TIBET FERTILIZES CHINA’S FOOD SECURITY

DOWN RIVER INTO A MANUFACTURED LANDSCAPE

 

3/3 on Tibet becoming a pumped hydro battery

 

How did China apply fertiliser to farmers fields prior to excavating Tibetan lakes for potash: scavenger of night soil.
Credit: Wellcome Library, London.

 

We follow the Gormo/Golmud river down. Having captured both of the rivers upstream and cut through the mountains, it descends below the pass into an altogether different world of gravel and sand, relentless winds, oil and gas wells and a full-scale petrochemical industry hungry for water.

As one might expect of a river system originating in high mountains recently uplifted, lots of minerals are exposed to air and water, and are carried by the river, accumulating thickly on the bed of the dry lake.

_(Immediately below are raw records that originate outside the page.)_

impl VariationModel {
    /// Build a model from master locations and a preferred axis order.
    ///
    /// Fails if no master sits at the default location, or if two masters
    /// normalize to the same location.
    pub fn new(locations: Vec<Location>, axis_order: Vec<String>) -> Result<Self> {
        let trimmed: Vec<Location> = locations.iter().map(Location::trimmed).collect();

        for i in 0..trimmed.len() {
            for j in 0..i {
                if trimmed[i] == trimmed[j] {
                    return Err(Error::DuplicateLocation(trimmed[i].to_string()));
                }
            }
        }
        if !trimmed.iter().any(Location::is_empty) {
            return Err(Error::MissingBaseMaster);
        }

        let points = axis_points(&trimmed);
        let keys: Vec<SortKey> = trimmed
            .iter()
            .map(|loc| SortKey::for_location(loc, &points, &axis_order))
            .collect();
        let mut order: Vec<usize> = (0..trimmed.len()).collect();
        order.sort_by(|&a, &b| keys[a].cmp(&keys[b]));

        let sorted: Vec<Location> = order.iter().map(|&i| trimmed[i].clone()).collect();
        let mut mapping = vec![0; trimmed.len()];
        for (canonical, &caller) in order.iter().enumerate() {
            mapping[caller] = canonical;
        }
        let reverse_mapping = order;

        let (supports, delta_weights) = compute_supports(&sorted, &axis_order);

        debug!(
            "variation model: {} masters, {} supports",
            sorted.len(),
            supports.len()
        );

        Ok(Self {
            orig_locations: locations,
            locations: sorted,
            axis_order,
            mapping,
            reverse_mapping,
            supports,
            delta_weights,
            sub_models: Mutex::new(HashMap::new()),
        })
    }

    /// Number of masters in the model.
    pub fn master_count(&self) -> usize {
        self.locations.len()
    }

    /// Compute delta coefficients from per-master values.
    ///
    /// `master_values` is in caller order; the returned deltas are in
    /// canonical order, aligned with [`supports`](Self::supports). Each
    /// delta is the master's value minus what the earlier basis functions
    /// already produce at its location, so re-evaluating the model at any
    /// master location reproduces that master's value.
    pub fn deltas<T: MasterValue>(&self, master_values: &[T]) -> Result<Vec<T>> {
        if master_values.len() != self.delta_weights.len() {
            return Err(Error::AxisValueMismatch {
                expected: self.delta_weights.len(),
                actual: master_values.len(),
            });
        }
        let mut out: Vec<T> = Vec::with_capacity(master_values.len());
        for (i, weights) in self.delta_weights.iter().enumerate() {
            let mut delta = master_values[self.reverse_mapping[i]].clone();
            for &(j, weight) in weights {
                delta = if weight == 1.0 {
                    delta - out[j].clone()
                } else {
                    delta - out[j].clone() * weight
                };
            }
            out.push(delta);
        }
        Ok(out)
    }

    /// Compute deltas for many independent value sets in parallel.
    ///
    /// The model is read-only here, so the sets are processed with rayon;
    /// results match [`deltas`](Self::deltas) call-for-call.
    pub fn deltas_batch<T>(&self, value_sets: &[Vec<T>]) -> Result<Vec<Vec<T>>>
    where
        T: MasterValue + Send + Sync,
    {
        value_sets.par_iter().map(|values| self.deltas(values)).collect()
    }

    /// Per-master scalars at a query location, in canonical order.
    pub fn scalars(&self, loc: &Location) -> Vec<f64> {
        self.supports.iter().map(|support| support.scalar_at(loc)).collect()
    }

    /// Combine precomputed deltas and scalars, skipping zero terms.
    ///
    /// Returns `None` when no basis function contributes; in a valid model
    /// the base master's empty support always contributes.
    pub fn interpolate_from_deltas_and_scalars<T: MasterValue>(
        deltas: &[T],
        scalars: &[f64],
    ) -> Option<T> {
        let mut value: Option<T> = None;
        for (delta, &scalar) in deltas.iter().zip(scalars) {
            if scalar == 0.0 {
                continue;
            }
            let contribution = if scalar == 1.0 { delta.clone() } else { delta.clone() * scalar };
            value = Some(match value {
                Some(v) => v + contribution,
                None => contribution,
            });
        }
        value
    }

    /// Evaluate precomputed deltas at a query location.
    pub fn interpolate_from_deltas<T: MasterValue>(&self, loc: &Location, deltas: &[T]) -> Option<T> {
        Self::interpolate_from_deltas_and_scalars(deltas, &self.scalars(loc))
    }

    /// Interpolate per-master values at a query location.
    ///
    /// Values are in caller order; `None` entries reduce the computation to
    /// the sub-model of masters that do have a value.
    pub fn interpolate<T: MasterValue>(&self, loc: &Location, master_values: &[Option<T>]) -> Result<T> {
        let (sub, items) = self.sub_model(master_values)?;
        let model = sub.as_deref().unwrap_or(self);
        let deltas = model.deltas(&items)?;
        // The base master's empty support contributes at every location,
        // so a constructed model always produces a value.
        model
            .interpolate_from_deltas(loc, &deltas)
            .ok_or(Error::MissingBaseMaster)
    }

    /// Compute deltas and the supports they belong to, resolving `None`
    /// entries through the sub-model cache.
    pub fn deltas_and_supports<T: MasterValue>(
        &self,
        master_values: &[Option<T>],
    ) -> Result<(Vec<T>, Vec<Support>)> {
        let (sub, items) = self.sub_model(master_values)?;
        let model = sub.as_deref().unwrap_or(self);
        Ok((model.deltas(&items)?, model.supports.clone()))
    }

    /// Resolve a value pattern to a model and the compacted values.
    ///
    /// Returns `(None, values)` when every master has a value (the full
    /// model applies unchanged). Otherwise returns the memoized reduced
    /// model for the has-value pattern, building it on first sight. A
    /// repeated pattern yields the same `Arc` instance.
    pub fn sub_model<T: Clone>(
        &self,
        master_values: &[Option<T>],
    ) -> Result<(Option<Arc<VariationModel>>, Vec<T>)> {
        if master_values.len() != self.orig_locations.len() {
            return Err(Error::AxisValueMismatch {
                expected: self.orig_locations.len(),
                actual: master_values.len(),
            });
        }
        let items: Vec<T> = master_values.iter().flatten().cloned().collect();
        if items.len() == master_values.len() {
            return Ok((None, items));
        }
        let key: Vec<bool> = master_values.iter().map(Option::is_some).collect();
        let mut cache = self.sub_models.lock().unwrap_or_else(PoisonError::into_inner);
        let model = match cache.get(&key) {
            Some(model) => Arc::clone(model),
            None => {
                let locations = self
                    .orig_locations
                    .iter()
                    .zip(&key)
                    .filter(|&(_, &has_value)| has_value)
                    .map(|(loc, _)| loc.clone())
                    .collect();
                let model = Arc::new(VariationModel::new(locations, self.axis_order.clone())?);
                cache.insert(key, Arc::clone(&model));
                model
            }
        };
        Ok((Some(model), items))
    }

    /// Permute externally-held master data without recomputing supports.
    ///
    /// `mapping` gives, for each new position, the old caller index. The
    /// model's caller-order bookkeeping follows the permutation and the
    /// sub-model cache is invalidated; supports, canonical order, and
    /// delta weights are untouched. Returns the permuted list.
    pub fn reorder_masters<T: Clone>(&mut self, master_list: &[T], mapping: &[usize]) -> Result<Vec<T>> {
        let n = self.orig_locations.len();
        if master_list.len() != n {
            return Err(Error::AxisValueMismatch { expected: n, actual: master_list.len() });
        }
        if mapping.len() != n {
            return Err(Error::AxisValueMismatch { expected: n, actual: mapping.len() });
        }
        let mut seen = vec![false; n];
        for &index in mapping {
            if index >= n || seen[index] {
                return Err(Error::InvalidMapping { index, len: n });
            }
            seen[index] = true;
        }

        let new_list: Vec<T> = mapping.iter().map(|&i| master_list[i].clone()).collect();
        self.orig_locations = mapping.iter().map(|&i| self.orig_locations[i].clone()).collect();
        for (caller, loc) in self.orig_locations.iter().enumerate() {
            let trimmed = loc.trimmed();
            let canonical = self
                .locations
                .iter()
                .position(|l| *l == trimmed)
                .ok_or(Error::InvalidMapping { index: caller, len: n })?;
            self.mapping[caller] = canonical;
            self.reverse_mapping[canonical] = caller;
        }
        self.sub_models
            .get_mut()
            .unwrap_or_else(PoisonError::into_inner)
            .clear();
        Ok(new_list)
    }
}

Rivers drain ice melt from the jade mountains, bearing soluble potassium to the lakes far below.

Despite the constraints imposed by water availability, the most industrialised area in Tibet grew rapidly in the 1960s. Not only was there oil to be extracted from drilling, there was the potash salts of the Qarhan lake.  For the central planners, that was a winning combination, well worth the cost of  a rail line out into the desert. The common salt found in the Tsaidam salt lakes, and the oil, could together make polyvinyl chloride plastic. The natural gas found later could be used to make methane, then ammonia, then urea fertiliser. That meant the Tsaidam Basin on its isolated own could make the N and K of the NPK chemical fertiliser combination needed for farming all over China. The potassium-rich Qarhan lake was the greatest prize, a seemingly endless source of potash, in the periodic table of elements its symbol is K.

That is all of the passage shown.